Unsere Freizeiten richten sich an alle Kinder und Jugendliche. Darüber hinaus bemühen wir uns um Inklusion, das heißt die Teilnahme von behinderten Kindern und Jugendlichen bei unseren Freizeiten, zu verwirklichen. Je nach Art der Behinderung müssen natürlich unterschiedliche Voraussetzungen gewährleistet sein. Dies wird individuell geprüft und mit dem Team der ehrenamtlichen Freizeitleiter*innen besprochen. Sprechen Sie uns an!

Preise und Leistungen

Die Preise unserer Freizeiten sind so kalkuliert, dass wir keine Gewinne machen.
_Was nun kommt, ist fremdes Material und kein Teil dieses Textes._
use async_trait::async_trait;
use chrono::NaiveDate;
use reqwest::header::{HeaderMap, RETRY_AFTER};
use reqwest::{Client, StatusCode};
use research_core::{
    CashFlowStatement, FinancialRatios, FundamentalsProvider, IncomeStatement, KeyMetrics,
    PriceHistoryProvider, PricePoint, ResearchError, is_valid_symbol,
};
use serde::de::DeserializeOwned;
use serde::Deserialize;
use std::collections::VecDeque;
use std::sync::Arc;
use std::time::Duration;
use tokio::sync::Mutex;
use tokio::time::Instant;

const BASE_URL: &str = "https://financialmodelingprep.com";
const DEFAULT_RATE_LIMIT: usize = 300;
const MAX_ATTEMPTS: u32 = 3;
const DEFAULT_RETRY_WAIT: Duration = Duration::from_secs(15);
const MAX_RETRY_WAIT: Duration = Duration::from_secs(120);
const SLOT_SLACK: Duration = Duration::from_millis(50);

/// Requests FMP has accepted within the last `window`, capped at `max_requests`
#[derive(Clone)]
struct RateLimiter {
    sent: Arc<Mutex<VecDeque<Instant>>>,
    max_requests: usize,
    window: Duration,
}

impl RateLimiter {
    fn new(max_requests: usize, window: Duration) -> Self {
        Self {
            sent: Arc::new(Mutex::new(VecDeque::new())),
            max_requests: max_requests.max(1),
            window,
        }
    }

    /// Record a request at `now` if a slot is free, otherwise return how long
    /// until the oldest recorded request leaves the window.
    fn try_admit(&self, sent: &mut VecDeque<Instant>, now: Instant) -> Result<(), Duration> {
        while sent
            .front()
            .is_some_and(|&t| now.duration_since(t) >= self.window)
        {
            sent.pop_front();
        }

        if sent.len() < self.max_requests {
            sent.push_back(now);
            return Ok(());
        }
        match sent.front().copied() {
            Some(oldest) => Err((oldest + self.window).duration_since(now)),
            None => {
                sent.push_back(now);
                Ok(())
            }
        }
    }

    async fn acquire(&self) {
        loop {
            let wait = {
                let mut sent = self.sent.lock().await;
                match self.try_admit(&mut sent, Instant::now()) {
                    Ok(()) => return,
                    Err(wait) => wait,
                }
            };
            tracing::debug!("FMP rate limit reached, next slot in {:.1}s", wait.as_secs_f64());
            tokio::time::sleep(wait + SLOT_SLACK).await;
        }
    }
}

/// How long to back off after a 429: the server's `Retry-After` seconds when
/// it sends a usable one, otherwise `fallback`. Never longer than `MAX_RETRY_WAIT`.
fn retry_wait(headers: &HeaderMap, fallback: Duration) -> Duration {
    headers
        .get(RETRY_AFTER)
        .and_then(|v| v.to_str().ok())
        .and_then(|v| v.trim().parse::<u64>().ok())
        .map(Duration::from_secs)
        .unwrap_or(fallback)
        .min(MAX_RETRY_WAIT)
}

/// Financial Modeling Prep REST client
#[derive(Clone)]
pub struct FmpClient {
    api_key: String,
    base_url: String,
    client: Client,
    rate_limiter: RateLimiter,
    retry_wait: Duration,
}

impl FmpClient {
    pub fn new(api_key: String) -> Self {
        // Free plan allows 250 calls per day; paid plans allow 300+/min.
        let rate_limit: usize = std::env::var("FMP_RATE_LIMIT")
            .ok()
            .and_then(|v| v.parse().ok())
            .unwrap_or(DEFAULT_RATE_LIMIT);
        let retry_wait = std::env::var("FMP_RETRY_WAIT_SECS")
            .ok()
            .and_then(|v| v.parse().ok())
            .map(Duration::from_secs)
            .unwrap_or(DEFAULT_RETRY_WAIT);

        let client = Client::builder()
            .timeout(Duration::from_secs(30))
            .build()
            .unwrap_or_else(|_| Client::new());

        Self {
            api_key,
            base_url: BASE_URL.to_string(),
            client,
            rate_limiter: RateLimiter::new(rate_limit, Duration::from_secs(60)),
            retry_wait,
        }
    }

    pub fn from_env() -> Result<Self, ResearchError> {
        let api_key = std::env::var("FMP_API_KEY")
            .map_err(|_| ResearchError::ApiError("FMP_API_KEY is not set".to_string()))?;
        Ok(Self::new(api_key))
    }

    /// Point the client at another host (a proxy or a local stub)
    pub fn with_base_url(mut self, base_url: impl Into<String>) -> Self {
        self.base_url = base_url.into().trim_end_matches('/').to_string();
        self
    }

    /// Back-off after a 429 when FMP sends no `Retry-After`
    pub fn with_retry_wait(mut self, wait: Duration) -> Self {
        self.retry_wait = wait;
        self
    }

    fn endpoint(&self, path: &str) -> String {
        format!("{}{}", self.base_url, path)
    }

    /// Send a request through the rate limiter, backing off and retrying on 429.
    async fn send_request(&self, builder: reqwest::RequestBuilder) -> Result<reqwest::Response, ResearchError> {
        let request = builder.build().map_err(|e| ResearchError::ApiError(e.to_string()))?;

        for attempt in 1..=MAX_ATTEMPTS {
            self.rate_limiter.acquire().await;
            let attempt_request = request
                .try_clone()
                .ok_or_else(|| ResearchError::ApiError("request body cannot be retried".to_string()))?;
            let response = self
                .client
                .execute(attempt_request)
                .await
                .map_err(|e| ResearchError::ApiError(e.to_string()))?;

            if response.status() != StatusCode::TOO_MANY_REQUESTS {
                return Ok(response);
            }
            if attempt == MAX_ATTEMPTS {
                break;
            }

            let wait = retry_wait(response.headers(), self.retry_wait);
            tracing::warn!(
                "FMP returned 429 for {}, retrying in {}s ({}/{})",
                request.url().path(),
                wait.as_secs(),
                attempt,
                MAX_ATTEMPTS
            );
            tokio::time::sleep(wait).await;
        }

        Err(ResearchError::ApiError(format!(
            "FMP rate limit still exceeded after {} attempts",
            MAX_ATTEMPTS
        )))
    }

    async fn get_json<T: DeserializeOwned>(
        &self,
        path: &str,
        query: &[(&str, String)],
    ) -> Result<T, ResearchError> {
        let url = self.endpoint(path);
        let mut params: Vec<(&str, String)> = vec![("apikey", self.api_key.clone())];
        params.extend(query.iter().cloned());

        tracing::debug!("GET {}", path);
        let response = self.send_request(self.client.get(&url).query(&params)).await?;

        let status = response.status();
        if status == StatusCode::UNAUTHORIZED || status == StatusCode::FORBIDDEN {
            return Err(ResearchError::ApiError(format!(
                "HTTP {} for {}: check the API key and plan access",
                status, path
            )));
        }
        if !status.is_success() {
            return Err(ResearchError::ApiError(format!(
                "HTTP {}: {}",
                status,
                response.text().await.unwrap_or_default()
            )));
        }

        let body: serde_json::Value = response
            .json()
            .await
            .map_err(|e| ResearchError::ApiError(e.to_string()))?;

        decode_body(body)
    }

    /// Daily closes between `from` and `to`, oldest first
    pub async fn get_historical_prices(
        &self,
        symbol: &str,
        from: NaiveDate,
        to: NaiveDate,
    ) -> Result<Vec<PricePoint>, ResearchError> {
        let path = symbol_path("/api/v3/historical-price-full", symbol)?;
        let response: HistoricalPriceResponse = self
            .get_json(
                &path,
                &[
                    ("serietype", "line".to_string()),
                    ("from", from.format("%Y-%m-%d").to_string()),
                    ("to", to.format("%Y-%m-%d").to_string()),
                ],
            )
            .await?;

        let prices = normalize_prices(response.historical);
        tracing::debug!("Fetched {} daily closes for {}", prices.len(), symbol);
        Ok(prices)
    }

    /// Annual ratios, most recent first
    pub async fn get_financial_ratios(&self, symbol: &str) -> Result<Vec<FinancialRatios>, ResearchError> {
        let path = symbol_path("/api/v3/ratios", symbol)?;
        let records: Vec<RatiosRecord> = self.get_json(&path, &annual()).await?;
        Ok(records.into_iter().map(FinancialRatios::from).collect())
    }

    /// Annual key metrics, most recent first
    pub async fn get_key_metrics(&self, symbol: &str) -> Result<Vec<KeyMetrics>, ResearchError> {
        let path = symbol_path("/api/v3/key-metrics", symbol)?;
        let records: Vec<KeyMetricsRecord> = self.get_json(&path, &annual()).await?;
        Ok(records.into_iter().map(KeyMetrics::from).collect())
    }

    /// Annual income statements, most recent first
    pub async fn get_income_statements(&self, symbol: &str) -> Result<Vec<IncomeStatement>, ResearchError> {
        let path = symbol_path("/api/v3/income-statement", symbol)?;
        let records: Vec<IncomeRecord> = self.get_json(&path, &annual()).await?;
        Ok(records.into_iter().map(IncomeStatement::from).collect())
    }

    /// Annual cash flow statements, most recent first
    pub async fn get_cash_flow_statements(&self, symbol: &str) -> Result<Vec<CashFlowStatement>, ResearchError> {
        let path = symbol_path("/api/v3/cash-flow-statement", symbol)?;
        let records: Vec<CashFlowRecord> = self.get_json(&path, &annual()).await?;
        Ok(records.into_iter().map(CashFlowStatement::from).collect())
    }
}

/// Symbols end up as a path segment, so anything beyond letters, digits,
/// dots and dashes is refused before a URL is built
fn symbol_path(prefix: &str, symbol: &str) -> Result<String, ResearchError> {
    if !is_valid_symbol(symbol) {
        return Err(ResearchError::InvalidData(format!("invalid ticker symbol {:?}", symbol)));
    }
    Ok(format!("{}/{}", prefix, symbol))
}

fn annual() -> [(&'static str, String); 1] {
    [("period", "annual".to_string())]
}

/// FMP reports some failures as a 200 with an "Error Message" body
fn decode_body<T: DeserializeOwned>(body: serde_json::Value) -> Result<T, ResearchError> {
    if let Some(message) = body.get("Error Message").and_then(|v| v.as_str()) {
        return Err(ResearchError::ApiError(message.to_string()));
    }
    serde_json::from_value(body).map_err(|e| ResearchError::InvalidData(e.to_string()))
}

/// Oldest first, one point per date, finite closes only
fn normalize_prices(records: Vec<HistoricalPrice>) -> Vec<PricePoint> {
    let mut prices: Vec<PricePoint> = records
        .into_iter()
        .filter(|r| r.close.is_finite())
        .map(|r| PricePoint::new(r.date, r.close))
        .collect();
    prices.sort_by_key(|p| p.date);
    prices.dedup_by_key(|p| p.date);
    prices
}

#[async_trait]
impl PriceHistoryProvider for FmpClient {
    async fn price_history(
        &self,
        symbol: &str,
        from: NaiveDate,
        to: NaiveDate,
    ) -> Result<Vec<PricePoint>, ResearchError> {
        self.get_historical_prices(symbol, from, to).await
    }
}

#[async_trait]
impl FundamentalsProvider for FmpClient {
    async fn financial_ratios(&self, symbol: &str) -> Result<Vec<FinancialRatios>, ResearchError> {
        self.get_financial_ratios(symbol).await
    }

    async fn key_metrics(&self, symbol: &str) -> Result<Vec<KeyMetrics>, ResearchError> {
        self.get_key_metrics(symbol).await
    }

    async fn income_statements(&self, symbol: &str) -> Result<Vec<IncomeStatement>, ResearchError> {
        self.get_income_statements(symbol).await
    }

    async fn cash_flow_statements(&self, symbol: &str) -> Result<Vec<CashFlowStatement>, ResearchError> {
        self.get_cash_flow_statements(symbol).await
    }
}

// Response structures

#[derive(Debug, Deserialize)]
struct HistoricalPriceResponse {
    // Unknown symbols come back as `{}`
    #[serde(default)]
    historical: Vec<HistoricalPrice>,
}

#[derive(Debug, Deserialize)]
struct HistoricalPrice {
    date: NaiveDate,
    close: f64,
}

#[derive(Debug, Deserialize)]
#[serde(rename_all = "camelCase")]
struct RatiosRecord {
    date: NaiveDate,
    #[serde(default)]
    price_to_book_ratio: Option<f64>,
    #[serde(default)]
    price_to_sales_ratio: Option<f64>,
    #[serde(default)]
    return_on_equity: Option<f64>,
    #[serde(default)]
    gross_profit_margin: Option<f64>,
    #[serde(default)]
    net_profit_margin: Option<f64>,
}

impl From<RatiosRecord> for FinancialRatios {
    fn from(r: RatiosRecord) -> Self {
        FinancialRatios {
            date: r.date,
            price_to_book: r.price_to_book_ratio,
            price_to_sales: r.price_to_sales_ratio,
            return_on_equity: r.return_on_equity,
            gross_profit_margin: r.gross_profit_margin,
            net_profit_margin: r.net_profit_margin,
        }
    }
}

#[derive(Debug, Deserialize)]
#[serde(rename_all = "camelCase")]
struct KeyMetricsRecord {
    date: NaiveDate,
    #[serde(default)]
    debt_to_equity: Option<f64>,
}

impl From<KeyMetricsRecord> for KeyMetrics {
    fn from(r: KeyMetricsRecord) -> Self {
        KeyMetrics {
            date: r.date,
            debt_to_equity: r.debt_to_equity,
        }
    }
}

#[derive(Debug, Deserialize)]
struct IncomeRecord {
    date: NaiveDate,
    #[serde(default)]
    eps: Option<f64>,
    #[serde(default)]
    epsdiluted: Option<f64>,
}

impl From<IncomeRecord> for IncomeStatement {
    fn from(r: IncomeRecord) -> Self {
        IncomeStatement {
            date: r.date,
            eps: r.eps,
            eps_diluted: r.epsdiluted,
        }
    }
}

#[derive(Debug, Deserialize)]
struct CashFlowRecord {
    date: NaiveDate,
    #[serde(default, rename = "operatingCashFlow")]
    operating_cash_flow: Option<f64>,
    // FMP's own spelling
    #[serde(default, rename = "netCashUsedForInvestingActivites")]
    investing: Option<f64>,
    #[serde(default, rename = "netCashUsedProvidedByFinancingActivities")]
    financing: Option<f64>,
}

impl From<CashFlowRecord> for CashFlowStatement {
    fn from(r: CashFlowRecord) -> Self {
        CashFlowStatement {
            date: r.date,
            operating: r.operating_cash_flow,
            investing: r.investing,
            financing: r.financing,
        }
    }
}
Wir wollen preiswerte Freizeiten anbieten, aber nicht am falschen Ende sparen. Außer Taschengeld (für Briefmarken, Ansichtskarten, Getränke, Souvenirs, Eis etc.) sind bei uns die anschließend aufgeführten Leistungen im Freizeitpreis enthalten. Geringe Mehrkosten entstehen, wenn von den Freizeitteilnehmer*innen ein zusätzlicher Ausflug gewünscht wird.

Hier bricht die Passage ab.